In Sweet tooth, Netflix’s post-apocalyptic fable based on the DC Comic of the same name by Jeff Lemire, is humanity’s only hope to reject change and try, by any means necessary, to recreate life as it was before ‘The Great Crumble’. Or at least that’s what the show’s dapper and fascist antagonist, General Abbot (played by Neil Sandilands), would have you believe.

“When you start [put the villain] of your story together you start to go ‘What drives him anyway? What actually makes this work?’” showrunner Jim Mickle told Polygon via video in anticipation of Season 2, which drops on Netflix on Thursday. According to Mickle, what makes Abbot work as a villain is also what makes Sweet tooth work like a show: the futility of trying to turn back time, and the need to move forward.

In Sweet tooth, the apocalypse has been blamed on hybrids – a generation of children born with a mixture of human and animal traits, then abandoned in the wild. Most survivors mistakenly believe that hybrids are completely inhuman and that humanity as we know it is in its final days. But the greatest threat to hybrids are the hunters of the Last Men, led by a shadowy fascist leader, General Abbot, who captured our adorable hybrid hero Gus (Christian Convery) in the show’s season finale.

Image: Netflix

When asked if Mickle saw any relevance to the idea of ​​a society that says “our children are different from us, and that’s why civilization has ended,” he wasn’t shy about agreeing.

“Sure. You can get really literal with it [those connections] – and that’s where it starts to fall apart for me a bit, if you get too literal.
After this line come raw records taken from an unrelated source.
use std::fs::File;
use std::io::prelude::*;
use std::io::{BufReader, Cursor};
use std::path::Path;

use encoding_rs::{Encoding, UTF_8};
use lazy_static::lazy_static;
use log::{info, warn};
use regex::Regex;
use zip::read::ZipArchive;

use crate::error::{Error, Result};

type PseudoFile = Cursor<Vec<u8>>;

lazy_static! {
    static ref DECLARED_ENCODING: Regex =
        Regex::new(r#"^\x{FEFF}?\s*<\?xml[^>]*?encoding\s*=\s*["']([A-Za-z0-9._:-]+)["']"#).unwrap();
}

fn has_extension(name: &str, ext: &str) -> bool {
    Path::new(name)
        .extension()
        .map_or(false, |e| e.eq_ignore_ascii_case(ext))
}

fn entry_to_pseudofile<R: Read>(mut entry: R, size: u64) -> Result<PseudoFile> {
    let mut tmp = Cursor::new(Vec::with_capacity(size as usize));
    entry.read_to_end(tmp.get_mut())?;
    Ok(tmp)
}

fn declared_encoding(bytes: &[u8]) -> Option<&'static Encoding> {
    let head = String::from_utf8_lossy(&bytes[..bytes.len().min(256)]);
    let label = DECLARED_ENCODING.captures(&head)?.get(1)?.as_str();
    let encoding = Encoding::for_label(label.as_bytes());
    if encoding.is_none() {
        warn!("unsupported document encoding '{}', reading as UTF-8", label);
    }
    encoding
}

// Some SIA exports are declared ISO-8859-1.
fn pseudofile_to_string(file: PseudoFile) -> String {
    let bytes = file.into_inner();
    let encoding = declared_encoding(&bytes).unwrap_or(UTF_8);
    let (text, used, had_errors) = encoding.decode(&bytes);
    if had_errors {
        warn!(
            "document is not valid {}, undecodable bytes replaced with U+FFFD",
            used.name()
        );
    }
    text.into_owned()
}

/// Returns the first XML document in the archive, descending into archives
/// nested inside it.
pub fn read_archive<R: Read + Seek>(reader: R) -> Result<String> {
    let mut archive = ZipArchive::new(reader)?;
    for i in 0..archive.len() {
        let entry = archive.by_index(i)?;
        let name = entry.name().to_string();
        let size = entry.size();

        if has_extension(&name, "xml") {
            info!("reading {} from archive", name);
            return Ok(pseudofile_to_string(entry_to_pseudofile(entry, size)?));
        }
        if has_extension(&name, "zip") {
            let inner = entry_to_pseudofile(entry, size)?;
            match read_archive(inner) {
                Ok(document) => return Ok(document),
                Err(Error::Document { .. }) => continue,
                Err(e) => return Err(e),
            }
        }
    }
    Err(Error::document("archive contains no XML document"))
}

pub fn read_document<P: AsRef<Path>>(path: P) -> Result<String> {
    let path = path.as_ref();
    let file = File::open(path)?;

    if path
        .extension()
        .map_or(false, |e| e.eq_ignore_ascii_case("zip"))
    {
        read_archive(BufReader::new(file))
    } else {
        let size = file.metadata().map(|m| m.len()).unwrap_or(0);
        Ok(pseudofile_to_string(entry_to_pseudofile(file, size)?))
    }
}

#[cfg(test)]
mod tests {
    use super::*;
    use zip::write::{FileOptions, ZipWriter};

    fn zipped(entries: &[(&str, &[u8])]) -> Vec<u8> {
        let mut writer = ZipWriter::new(Cursor::new(Vec::new()));
        for (name, data) in entries {
            writer.start_file(*name, FileOptions::default()).unwrap();
            writer.write_all(data).unwrap();
        }
        writer.finish().unwrap().into_inner()
    }

    #[test]
    fn finds_xml_entry() {
        let bytes = zipped(&[
            ("README.txt", &b"hello"[..]),
            ("AIXM4.5_all_FR_OM_2025-11-27.xml", &b"<root/>"[..]),
        ]);
        assert_eq!(read_archive(Cursor::new(bytes)).unwrap(), "<root/>");
    }

    #[test]
    fn descends_into_nested_archives() {
        let inner = zipped(&[("XML_SIA.xml", &b"<AIXM-Snapshot/>"[..])]);
        let outer = zipped(&[("data/XML_SIA.zip", inner.as_slice())]);
        assert_eq!(read_archive(Cursor::new(outer)).unwrap(), "<AIXM-Snapshot/>");
    }

    #[test]
    fn archive_without_xml_is_a_document_error() {
        let bytes = zipped(&[("notes.txt", &b"nothing here"[..])]);
        assert!(matches!(
            read_archive(Cursor::new(bytes)),
            Err(Error::Document { .. })
        ));
    }

    #[test]
    fn declared_latin1_is_decoded() {
        let document = &b"<?xml version=\"1.0\" encoding=\"ISO-8859-1\"?><txtName>A\xe9rodrome</txtName>"[..];
        let bytes = zipped(&[("XML_SIA.xml", document)]);
        let text = read_archive(Cursor::new(bytes)).unwrap();
        assert!(text.ends_with("<txtName>A\u{e9}rodrome</txtName>"), "{}", text);
    }

    #[test]
    fn invalid_utf8_is_replaced() {
        let text = pseudofile_to_string(Cursor::new(b"<root>\xff</root>".to_vec()));
        assert_eq!(text, "<root>\u{fffd}</root>");

        let declared = b"<?xml version='1.0' encoding='UTF-8'?><n>\xc3\xa9</n>".to_vec();
        assert!(pseudofile_to_string(Cursor::new(declared)).ends_with("<n>\u{e9}</n>"));
    }

    #[test]
    fn not_an_archive() {
        assert!(matches!(
            read_archive(Cursor::new(b"plain text".to_vec())),
            Err(Error::Zip { .. })
        ));
    }
}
But that goes in [Sweet Tooth’s] theme of ‘You can’t go home anymore’. That to me is what nourished abbot. […] A lot of the things that seem like adversity in the world are always framed in this “Go back to the good old days” thing, whether it’s to “make America great again” or it’s Let’s go back to a time when no one read these booksor Let’s go back to a time when, you know, gender was gender — whatever that sort of thing is, it always seems to kind of stem from this weird, fuzzy, silly gold, nostalgia.

In the show’s second season, Abbot’s motivations, his army, and his dungeon full of hybrid kids naturally came first. He wages a campaign of hearts and minds among adult survivors, promising that he holds the key to the destruction of hybrids and a return to normality before the Great Crumble.

“That was a big part of what drove this story,” Mickle said. “In a way, you can look at that and say, ‘I understand exactly where it’s coming from. [Abbot]It’s basically someone saying, ‘I want to turn back the clock to 2019, when we didn’t have to worry about this. You didn’t have to worry about masks, you didn’t have to worry about vaccines.” That has an appeal that is incredibly attractive. That’s where the story really came together.”

Abbot’s foil, of course, is Gus the deer boy, who spends much of Season 2 coming to terms with the significance of his own past – and the role he plays in shaping the world’s future. That’s the point of view on disasters that Mickle hopes viewers take from the show.

“The world will never be the same again,” he said, describing his own experience of the global pandemic (Sweet tooth‘s pilot episode was filmed before production was forced to halt, with the remainder of the first season filmed in late 2020). “That became a theme of Season 2 that really hits home at the end. I think there’s a pessimistic way of looking at that. And then there’s a look like, That just means we need to move on and find out what the world will be like next.”

Sweet tooth Season 2 is now on Netflix.